Records contained in a dataset
*-*-*

pub mod blocked_slot;
pub mod booking;
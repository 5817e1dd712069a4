use async_trait::async_trait;
use chrono::{DateTime, Utc};
use coachcal_core::errors::{BookingError, BookingResult, Conflict};
use coachcal_core::models::booking::{BlockedSlot, Booking, NewBooking};
use coachcal_core::normalize::normalize;
use coachcal_core::store::SlotStore;
use tracing::error;

use crate::repositories::{blocked_slot, booking};
use crate::DbPool;

/// Postgres-backed [`SlotStore`]. The `UNIQUE (slot_time)` constraints decide
/// concurrent inserts; a row rejected by them surfaces as a [`Conflict`].
#[derive(Clone)]
pub struct PgSlotStore {
    pool: DbPool,
}

impl PgSlotStore {
    pub fn new(pool: DbPool) -> Self {
        Self { pool }
    }

    pub fn pool(&self) -> &DbPool {
        &self.pool
    }
}

fn storage_error(err: eyre::Report) -> BookingError {
    error!("Storage operation failed: {:#}", err);
    BookingError::Database(err)
}

#[async_trait]
impl SlotStore for PgSlotStore {
    async fn list_bookings(&self) -> BookingResult<Vec<Booking>> {
        let rows = booking::get_bookings(&self.pool)
            .await
            .map_err(storage_error)?;
        Ok(rows.into_iter().map(Booking::from).collect())
    }

    async fn list_blocked_slots(&self) -> BookingResult<Vec<BlockedSlot>> {
        let rows = blocked_slot::get_blocked_slots(&self.pool)
            .await
            .map_err(storage_error)?;
        Ok(rows.into_iter().map(BlockedSlot::from).collect())
    }

    async fn find_booking(&self, slot_time: DateTime<Utc>) -> BookingResult<Option<Booking>> {
        let row = booking::get_booking_by_slot_time(&self.pool, normalize(&slot_time))
            .await
            .map_err(storage_error)?;
        Ok(row.map(Booking::from))
    }

    async fn is_blocked(&self, slot_time: DateTime<Utc>) -> BookingResult<bool> {
        blocked_slot::is_slot_blocked(&self.pool, normalize(&slot_time))
            .await
            .map_err(storage_error)
    }

    async fn insert_booking(&self, new_booking: NewBooking) -> BookingResult<Booking> {
        let row = booking::insert_booking(
            &self.pool,
            normalize(&new_booking.slot_time),
            &new_booking.name,
            &new_booking.email,
            new_booking.meeting_ref.as_deref(),
            new_booking.meeting_url.as_deref(),
        )
        .await
        .map_err(storage_error)?;

        row.map(Booking::from)
            .ok_or(BookingError::Conflict(Conflict::AlreadyBooked))
    }

    async fn delete_booking(&self, slot_time: DateTime<Utc>) -> BookingResult<Option<Booking>> {
        let row = booking::delete_booking(&self.pool, normalize(&slot_time))
            .await
            .map_err(storage_error)?;
        Ok(row.map(Booking::from))
    }

    async fn insert_blocked_slot(&self, slot_time: DateTime<Utc>) -> BookingResult<BlockedSlot> {
        let row = blocked_slot::insert_blocked_slot(&self.pool, normalize(&slot_time))
            .await
            .map_err(storage_error)?;

        row.map(BlockedSlot::from)
            .ok_or(BookingError::Conflict(Conflict::AlreadyBlocked))
    }

    async fn delete_blocked_slot(&self, slot_time: DateTime<Utc>) -> BookingResult<bool> {
        blocked_slot::delete_blocked_slot(&self.pool, normalize(&slot_time))
            .await
            .map_err(storage_error)
    }

    async fn clear_blocked_slots(&self) -> BookingResult<u64> {
        blocked_slot::delete_all_blocked_slots(&self.pool)
            .await
            .map_err(storage_error)
    }
}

*-*-*

* TASK ITEM *
Only lines with the word "Conflict" are wanted, so copy each one from the records.

* SOLUTION TO THIS TASK *
use coachcal_core::errors::{BookingError, BookingResult, Conflict};
/// concurrent inserts; a row rejected by them surfaces as a [`Conflict`].
            .ok_or(BookingError::Conflict(Conflict::AlreadyBooked))
            .ok_or(BookingError::Conflict(Conflict::AlreadyBlocked))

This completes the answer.